=== Problem to work on ===
From the line containing "Queued work may" to the last line of the records, please reproduce every line exactly and nothing more.

=== Saved data entries ===
---------------

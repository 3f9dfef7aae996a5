//! Execution methods: how a unit of logger work gets run
//!
//! A logger hands every piece of work (a log call past the level gate, a
//! level change, a filter edit) to exactly one [`ExecutionMethod`]. The
//! synchronous variant runs it inline under a re-entrant lock; the
//! asynchronous variant queues it on a single serial worker thread.

use super::error::{panic_message, LoggerError, Result};
use crossbeam_channel::{bounded, unbounded, Sender};
use parking_lot::ReentrantMutex;
use std::panic::{self, AssertUnwindSafe};
use std::sync::Arc;
use std::thread::{self, JoinHandle, ThreadId};
use std::time::{Duration, Instant};

/// Default shutdown timeout for the serial worker (5 seconds)
///
/// Used when a worker is dropped without an explicit `shutdown()` call.
pub const DEFAULT_SHUTDOWN_TIMEOUT: Duration = Duration::from_secs(5);

/// Thread name used by [`ExecutionMethod::asynchronous`]
pub const DEFAULT_WORKER_NAME: &str = "logger-worker";

type Job = Box<dyn FnOnce() + Send + 'static>;

pub enum ExecutionMethod {
    /// Run work inline on the calling thread while holding the lock.
    ///
    /// The lock is re-entrant: a filter or writer that logs through the same
    /// logger on the same thread does not deadlock.
    Synchronous(Arc<ReentrantMutex<()>>),
    /// Queue work on a dedicated serial worker, FIFO across all callers.
    Asynchronous(SerialWorker),
}

impl ExecutionMethod {
    /// Synchronous execution with a fresh lock
    #[must_use]
    pub fn synchronous() -> Self {
        ExecutionMethod::Synchronous(Arc::new(ReentrantMutex::new(())))
    }

    /// Synchronous execution under a lock shared with other loggers
    #[must_use]
    pub fn synchronous_with(mutex: Arc<ReentrantMutex<()>>) -> Self {
        ExecutionMethod::Synchronous(mutex)
    }

    /// Asynchronous execution on a new worker named [`DEFAULT_WORKER_NAME`]
    ///
    /// # Panics
    ///
    /// Panics if the OS refuses to spawn the worker thread, like
    /// `std::thread::spawn`. Use [`ExecutionMethod::asynchronous_named`] to
    /// handle that case.
    #[must_use]
    pub fn asynchronous() -> Self {
        ExecutionMethod::Asynchronous(
            SerialWorker::spawn(DEFAULT_WORKER_NAME).expect("failed to spawn logger worker thread"),
        )
    }

    /// Asynchronous execution on a new worker thread with the given name
    pub fn asynchronous_named(name: impl Into<String>) -> Result<Self> {
        SerialWorker::spawn(name).map(ExecutionMethod::Asynchronous)
    }

    #[inline]
    pub fn is_synchronous(&self) -> bool {
        matches!(self, ExecutionMethod::Synchronous(_))
    }

    /// Run `work` under this method's concurrency discipline.
    ///
    /// Synchronous: blocks until `work` has run; the lock is released on
    /// every exit path, unwinding included. Asynchronous: returns at once.
    pub fn perform<F>(&self, work: F)
    where
        F: FnOnce() + Send + 'static,
    {
        match self {
            ExecutionMethod::Synchronous(mutex) => {
                let _guard = mutex.lock();
                work();
            }
            ExecutionMethod::Asynchronous(worker) => worker.submit(Box::new(work)),
        }
    }

    /// Run `work` like [`perform`](Self::perform) and wait for its result.
    ///
    /// Under asynchronous execution the work is ordered after everything
    /// queued before it, so this doubles as a barrier.
    pub fn perform_and_wait<F, R>(&self, work: F) -> Result<R>
    where
        F: FnOnce() -> R + Send + 'static,
        R: Send + 'static,
    {
        match self {
            ExecutionMethod::Synchronous(mutex) => {
                let _guard = mutex.lock();
                panic::catch_unwind(AssertUnwindSafe(work)).map_err(LoggerError::from_panic)
            }
            ExecutionMethod::Asynchronous(worker) => worker.submit_and_wait(work),
        }
    }

    /// Stop the serial worker after it drains its queue.
    ///
    /// Returns `true` when every queued job ran within `timeout`. Always
    /// `true` for synchronous execution.
    pub fn shutdown(&mut self, timeout: Duration) -> bool {
        match self {
            ExecutionMethod::Synchronous(_) => true,
            ExecutionMethod::Asynchronous(worker) => worker.shutdown(timeout),
        }
    }
}

impl Default for ExecutionMethod {
    fn default() -> Self {
        Self::synchronous()
    }
}

impl std::fmt::Debug for ExecutionMethod {
    fn fmt(&self, f: &mut std::fmt::Formatter<'_>) -> std::fmt::Result {
        match self {
            ExecutionMethod::Synchronous(_) => f.write_str("Synchronous"),
            ExecutionMethod::Asynchronous(worker) => {
                f.debug_tuple("Asynchronous").field(&worker.name()).finish()
            }
        }
    }
}

/// A single dedicated thread draining a FIFO queue of work.
pub struct SerialWorker {
    name: String,
    sender: Option<Sender<Job>>,
    handle: Option<JoinHandle<()>>,
    thread_id: ThreadId,
}

impl SerialWorker {
    pub fn spawn(name: impl Into<String>) -> Result<Self> {
        let name = name.into();
        if name.is_empty() {
            return Err(LoggerError::config("SerialWorker", "worker name must not be empty"));
        }

        let (sender, receiver) = unbounded::<Job>();
        let worker_name = name.clone();

        let handle = thread::Builder::new()
            .name(name.clone())
            .spawn(move || {
                // Runs until every sender is gone and the queue is drained
                while let Ok(job) = receiver.recv() {
                    if let Err(payload) = panic::catch_unwind(AssertUnwindSafe(job)) {
                        eprintln!(
                            "[LOGGER CRITICAL] Work on '{}' panicked: {}. \
                             Queued work continues.",
                            worker_name,
                            panic_message(payload.as_ref())
                        );
                    }
                }
            })
            .map_err(|source| LoggerError::WorkerSpawn {
                name: name.clone(),
                source,
            })?;

        let thread_id = handle.thread().id();

        Ok(Self {
            name,
            sender: Some(sender),
            handle: Some(handle),
            thread_id,
        })
    }

    pub fn name(&self) -> &str {
        &self.name
    }

    /// Whether the calling thread is this worker
    #[inline]
    pub fn is_current_thread(&self) -> bool {
        thread::current().id() == self.thread_id
    }

    /// Queue a job; silently discarded once the worker is shut down
    fn submit(&self, job: Job) {
        if let Some(ref sender) = self.sender {
            // Disconnected only if the worker thread died; nothing to report to
            let _ = sender.send(job);
        }
    }

    fn submit_and_wait<F, R>(&self, work: F) -> Result<R>
    where
        F: FnOnce() -> R + Send + 'static,
        R: Send + 'static,
    {
        // Waiting on our own queue from inside a job would never return
        if self.is_current_thread() {
            return panic::catch_unwind(AssertUnwindSafe(work)).map_err(LoggerError::from_panic);
        }

        let (result_tx, result_rx) = bounded(1);
        self.submit(Box::new(move || {
            let outcome = panic::catch_unwind(AssertUnwindSafe(work));
            let _ = result_tx.send(outcome);
        }));

        match result_rx.recv() {
            Ok(Ok(value)) => Ok(value),
            Ok(Err(payload)) => Err(LoggerError::from_panic(payload)),
            Err(_) => Err(LoggerError::WorkerStopped),
        }
    }

    /// Close the queue, let the worker drain it, and join.
    ///
    /// Returns `false` if the worker did not finish within `timeout` or
    /// died abnormally.
    pub fn shutdown(&mut self, timeout: Duration) -> bool {
        // Closing the channel lets the worker finish pending jobs and exit
        drop(self.sender.take());

        let Some(ref handle) = self.handle else {
            return true;
        };

        // Joining ourselves would deadlock; the thread exits once the queue drains
        if self.is_current_thread() {
            return true;
        }

        let start = Instant::now();
        while !handle.is_finished() {
            if start.elapsed() >= timeout {
                // The handle stays so a later shutdown can still wait for the worker
                eprintln!(
                    "[LOGGER WARNING] Serial worker '{}' did not finish within {:?}. \
                     Queued work may be lost.",
                    self.name, timeout
                );
                return false;
            }

            thread::sleep(Duration::from_millis(1));
        }

        let Some(handle) = self.handle.take() else {
            return true;
        };
        if let Err(e) = handle.join() {
            eprintln!(
                "[LOGGER ERROR] Serial worker '{}' panicked during shutdown: {:?}",
                self.name, e
            );
            return false;
        }
        true
    }
}

impl Drop for SerialWorker {
    fn drop(&mut self) {
        self.shutdown(DEFAULT_SHUTDOWN_TIMEOUT);
    }
}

---------------

=== Problem solution ===
                     Queued work may be lost.",
                    self.name, timeout
                );
                return false;
            }

            thread::sleep(Duration::from_millis(1));
        }

        let Some(handle) = self.handle.take() else {
            return true;
        };
        if let Err(e) = handle.join() {
            eprintln!(
                "[LOGGER ERROR] Serial worker '{}' panicked during shutdown: {:?}",
                self.name, e
            );
            return false;
        }
        true
    }
}

impl Drop for SerialWorker {
    fn drop(&mut self) {
        self.shutdown(DEFAULT_SHUTDOWN_TIMEOUT);
    }
}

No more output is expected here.